//! Database connection helpers.
//!
//! Wraps the Diesel r2d2 pool for SQLite, tunes every connection as it leaves
//! the pool and applies the embedded schema migrations.

use std::time::Duration;

use diesel::connection::SimpleConnection;
use diesel::r2d2::{ConnectionManager, CustomizeConnection, Pool, PoolError, PooledConnection};
use diesel::sqlite::SqliteConnection;
use diesel_migrations::{EmbeddedMigrations, MigrationHarness, embed_migrations};
use log::{error, info};
use thiserror::Error;

pub type DbPool = Pool<ConnectionManager<SqliteConnection>>;
pub type DbConnection = PooledConnection<ConnectionManager<SqliteConnection>>;

pub const MIGRATIONS: EmbeddedMigrations = embed_migrations!("migrations");

#[derive(Debug, Clone)]
/// Options that are applied each time a connection is acquired from the pool.
pub struct ConnectionOptions {
    /// Enable Write Ahead Logging mode for SQLite.
    pub enable_wal: bool,
    /// Enforce foreign key constraints.
    pub enable_foreign_keys: bool,
    /// Timeout to wait for a locked database.
    pub busy_timeout: Option<Duration>,
    pub max_connections: u32,
}

impl Default for ConnectionOptions {
    fn default() -> Self {
        Self {
            enable_wal: true,
            enable_foreign_keys: true,
            busy_timeout: Some(Duration::from_secs(30)),
            max_connections: 8,
        }
    }
}

impl CustomizeConnection<SqliteConnection, diesel::r2d2::Error> for ConnectionOptions {
    fn on_acquire(&self, conn: &mut SqliteConnection) -> Result<(), diesel::r2d2::Error> {
        let mut pragmas = String::new();
        if self.enable_wal {
            pragmas.push_str("PRAGMA journal_mode = WAL; PRAGMA synchronous = NORMAL;");
        }
        if self.enable_foreign_keys {
            pragmas.push_str("PRAGMA foreign_keys = ON;");
        }
        if let Some(timeout) = self.busy_timeout {
            pragmas.push_str(&format!("PRAGMA busy_timeout = {};", timeout.as_millis()));
        }
        if pragmas.is_empty() {
            return Ok(());
        }
        conn.batch_execute(&pragmas)
            .map_err(diesel::r2d2::Error::QueryError)
    }
}

/// Create a Diesel connection pool for the given database URL.
pub fn establish_connection_pool(
    database_url: &str,
    options: ConnectionOptions,
) -> Result<DbPool, PoolError> {
    let manager = ConnectionManager::<SqliteConnection>::new(database_url);
    Pool::builder()
        .max_size(options.max_connections.max(1))
        .connection_customizer(Box::new(options))
        .build(manager)
}

/// Failure to bring the schema up to date.
#[derive(Debug, Error)]
pub enum MigrationError {
    #[error("failed to get connection from pool: {0}")]
    Connection(#[from] PoolError),

    #[error("failed to run migrations: {0}")]
    Migration(String),
}

/// Applies every migration that has not been run yet, returning how many ran.
pub fn run_pending_migrations(pool: &DbPool) -> Result<usize, MigrationError> {
    let mut conn = pool.get().inspect_err(|e| {
        error!("Failed to get connection from pool: {e}");
    })?;

    let applied = conn
        .run_pending_migrations(MIGRATIONS)
        .map_err(|e| MigrationError::Migration(e.to_string()))?;

    for version in &applied {
        info!("Applied migration {version}");
    }

    Ok(applied.len())
}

■ **Exercise details**:
Print each line above exactly as it stands.

■ **Task response**:
//! Database connection helpers.
//!
//! Wraps the Diesel r2d2 pool for SQLite, tunes every connection as it leaves
//! the pool and applies the embedded schema migrations.

use std::time::Duration;

use diesel::connection::SimpleConnection;
use diesel::r2d2::{ConnectionManager, CustomizeConnection, Pool, PoolError, PooledConnection};
use diesel::sqlite::SqliteConnection;
use diesel_migrations::{EmbeddedMigrations, MigrationHarness, embed_migrations};
use log::{error, info};
use thiserror::Error;

pub type DbPool = Pool<ConnectionManager<SqliteConnection>>;
pub type DbConnection = PooledConnection<ConnectionManager<SqliteConnection>>;

pub const MIGRATIONS: EmbeddedMigrations = embed_migrations!("migrations");

#[derive(Debug, Clone)]
/// Options that are applied each time a connection is acquired from the pool.
pub struct ConnectionOptions {
    /// Enable Write Ahead Logging mode for SQLite.
    pub enable_wal: bool,
    /// Enforce foreign key constraints.
    pub enable_foreign_keys: bool,
    /// Timeout to wait for a locked database.
    pub busy_timeout: Option<Duration>,
    pub max_connections: u32,
}

impl Default for ConnectionOptions {
    fn default() -> Self {
        Self {
            enable_wal: true,
            enable_foreign_keys: true,
            busy_timeout: Some(Duration::from_secs(30)),
            max_connections: 8,
        }
    }
}

impl CustomizeConnection<SqliteConnection, diesel::r2d2::Error> for ConnectionOptions {
    fn on_acquire(&self, conn: &mut SqliteConnection) -> Result<(), diesel::r2d2::Error> {
        let mut pragmas = String::new();
        if self.enable_wal {
            pragmas.push_str("PRAGMA journal_mode = WAL; PRAGMA synchronous = NORMAL;");
        }
        if self.enable_foreign_keys {
            pragmas.push_str("PRAGMA foreign_keys = ON;");
        }
        if let Some(timeout) = self.busy_timeout {
            pragmas.push_str(&format!("PRAGMA busy_timeout = {};", timeout.as_millis()));
        }
        if pragmas.is_empty() {
            return Ok(());
        }
        conn.batch_execute(&pragmas)
            .map_err(diesel::r2d2::Error::QueryError)
    }
}

/// Create a Diesel connection pool for the given database URL.
pub fn establish_connection_pool(
    database_url: &str,
    options: ConnectionOptions,
) -> Result<DbPool, PoolError> {
    let manager = ConnectionManager::<SqliteConnection>::new(database_url);
    Pool::builder()
        .max_size(options.max_connections.max(1))
        .connection_customizer(Box::new(options))
        .build(manager)
}

/// Failure to bring the schema up to date.
#[derive(Debug, Error)]
pub enum MigrationError {
    #[error("failed to get connection from pool: {0}")]
    Connection(#[from] PoolError),

    #[error("failed to run migrations: {0}")]
    Migration(String),
}

/// Applies every migration that has not been run yet, returning how many ran.
pub fn run_pending_migrations(pool: &DbPool) -> Result<usize, MigrationError> {
    let mut conn = pool.get().inspect_err(|e| {
        error!("Failed to get connection from pool: {e}");
    })?;

    let applied = conn
        .run_pending_migrations(MIGRATIONS)
        .map_err(|e| MigrationError::Migration(e.to_string()))?;

    for version in &applied {
        info!("Applied migration {version}");
    }

    Ok(applied.len())
}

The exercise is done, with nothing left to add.